– Marcelinko, co byś chciała zjeść na kolację?
– Szynkę parmeńską, ogórka, pomidorka, chlebek, serek, jajo, oliwki…
To nasz dialog co wieczór. I co wieczór dostaję podobnie długą odpowiedź. Nigdy nie usłyszałam po prostu „kanapkę z szynką”. Dlaczego? Bo Kudłata rzadko jada tradycyjne kanapki.
Za to bez problemu zje krewetki, ośmiornicę z grilla, średnio wysmażony stek z tuńczyka, kapustę kiszoną, awokado, rybę i milion innych rzeczy. To olbrzymia wygoda, bo gdziekolwiek się znajdziemy mamy pewność, że nasze dziecko na pewno znajdzie coś dobrego dla siebie.
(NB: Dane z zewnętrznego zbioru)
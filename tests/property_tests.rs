//! Property-based tests for the insert/select round trips
//!
//! These tests verify that:
//! - A row inserted with `insert_one` is read back unchanged by its rowid
//! - A batch inserted with `insert_many` is read back unchanged and in order
//! - A rejected duplicate leaves the table untouched

#[cfg(test)]
mod tests {
    use proptest::prelude::*;
    use sqlite_exec::{create_table, insert_many, insert_one, row, select_many, select_one, Row, Value};
    use tempfile::TempDir;

    const CREATE_PEOPLE: &str = "CREATE TABLE IF NOT EXISTS people (
        id INTEGER PRIMARY KEY,
        name TEXT NOT NULL,
        age INTEGER,
        score REAL,
        avatar BLOB
    )";

    const INSERT_PEOPLE: &str = "INSERT INTO people (name, age, score, avatar) VALUES (?1, ?2, ?3, ?4)";

    // Test infrastructure

    fn arb_name() -> impl Strategy<Value = String> {
        "[a-zA-Z][a-zA-Z0-9 _'-]{0,29}".prop_map(|s: String| s)
    }

    /// Finite reals only: NaN is stored as NULL by SQLite
    fn arb_score() -> impl Strategy<Value = Value> {
        prop_oneof![
            Just(Value::Null),
            (-1.0e9f64..1.0e9f64).prop_map(Value::Real),
        ]
    }

    fn arb_avatar() -> impl Strategy<Value = Value> {
        prop_oneof![
            Just(Value::Null),
            prop::collection::vec(any::<u8>(), 0..64).prop_map(Value::Blob),
        ]
    }

    fn arb_person() -> impl Strategy<Value = Row> {
        (arb_name(), prop::option::of(any::<i64>()), arb_score(), arb_avatar())
            .prop_map(|(name, age, score, avatar)| row![name, age, score, avatar])
    }

    fn people_db() -> (TempDir, std::path::PathBuf) {
        let dir = TempDir::new().unwrap();
        let path = dir.path().join("people.db");
        create_table(&path, CREATE_PEOPLE).unwrap();
        (dir, path)
    }

    // Property tests

    proptest! {
        #![proptest_config(ProptestConfig::with_cases(32))]

        /// A single inserted row is found again by the rowid insert_one returned
        #[test]
        fn prop_insert_one_round_trips(person in arb_person()) {
            let (_dir, path) = people_db();

            let id = insert_one(&path, INSERT_PEOPLE, &person).unwrap();
            let fetched = select_one(&path, "SELECT * FROM people WHERE id = ?", &row![id])
                .unwrap()
                .expect("row should exist");

            prop_assert_eq!(&fetched[0], &Value::Integer(id));
            prop_assert_eq!(&fetched[1..], &person[..]);
        }

        /// A batch comes back in insertion order with identical trailing columns
        #[test]
        fn prop_insert_many_preserves_order(people in prop::collection::vec(arb_person(), 1..20)) {
            let (_dir, path) = people_db();

            let last_id = insert_many(&path, INSERT_PEOPLE, &people).unwrap();
            prop_assert_eq!(last_id, Some(people.len() as i64));

            let fetched = select_many(&path, "SELECT * FROM people", &[]).unwrap();
            let tails: Vec<Row> = fetched.iter().map(|r| r[1..].to_vec()).collect();
            prop_assert_eq!(tails, people);
        }

        /// A primary key collision is rejected and the table keeps its rows
        #[test]
        fn prop_duplicate_key_leaves_table_unchanged(
            people in prop::collection::vec(arb_person(), 1..10),
            pick in any::<prop::sample::Index>(),
        ) {
            let (_dir, path) = people_db();
            insert_many(&path, INSERT_PEOPLE, &people).unwrap();
            let before = select_many(&path, "SELECT * FROM people", &[]).unwrap();

            let existing_id = pick.index(people.len()) as i64 + 1;
            let err = insert_one(
                &path,
                "INSERT INTO people (id, name) VALUES (?, ?)",
                &row![existing_id, "duplicate"],
            )
            .unwrap_err();
            prop_assert!(err.is_constraint());

            let after = select_many(&path, "SELECT * FROM people", &[]).unwrap();
            prop_assert_eq!(before, after);
        }
    }
}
Jesteśmy przekonani, że olbrzymi udział miała w tym metoda samodzielnej nauki jedzenia BLW, którą wprowadziliśmy niedługo po tym, kiedy Kudłata spróbowała swojej pierwszej w życiu marchewki.
Ale od początku…
Baby – Led Weaning, czyli wprowadzanie pokarmów stałych, kontrolowane przez dziecko. Dlaczego się na to zdecydowaliśmy? Bo wydawało nam się to naturalną kontynuacją (i uzupełnieniem) karmienia piersią, kiedy to również wyłącznie od dziecka zależy ile zjada i kiedy. W naszej metodzie zastosowaliśmy jednak pewne modyfikacje, bo nie ominęliśmy zupełnie etapu papek i karmienia łyżeczką. Przeczytałam, że jedzenie przetartych pokarmów wymaga innych mięśni, niż jedzenie kawałków, dlatego postanowiliśmy je pomieszać.
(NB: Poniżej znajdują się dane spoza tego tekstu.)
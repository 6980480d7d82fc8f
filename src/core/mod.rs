/// Core Module
///
/// Shared infrastructure for statement execution: the error taxonomy, the
/// dynamically shaped row values, and the database layer itself.

pub mod db;
pub mod error;
pub mod value;

// Re-export commonly used types for convenience
pub use error::{ExecError, Result};
pub use value::{Row, RowSet, Value};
Po szóstym miesiącu, kiedy Kudłata była już w stanie stabilnie siedzieć w krzesełku do karmienia (o tym, które wybraliśmy przeczytacie TU) zaczęliśmy wprowadzać nowe smaki. Na pierwszy ogień poszła przetarta marchewka i jabłko, ale w ciągu kolejnego miesiąca Marcelina spróbowała min. oliwek, bagietki, rukoli i awokado. Widać było, że jedzenie Ją ciekawi, bo bardzo często wyciągała rękę w kierunku naszych talerzy, kiedy siedzieliśmy razem przy stole. Wtedy jednak jeszcze nie zdecydowaliśmy się na regularne podawanie jedzenia w kawałkach i nowe smaki dostarczaliśmy najczęściej w postaci papek. Przyznam szczerze, że w tamtym okresie zwyczajnie obawialiśmy się kawałków i zależało nam, by dziecko najpierw oswoiło się z nową, inną od mleka konsystencją.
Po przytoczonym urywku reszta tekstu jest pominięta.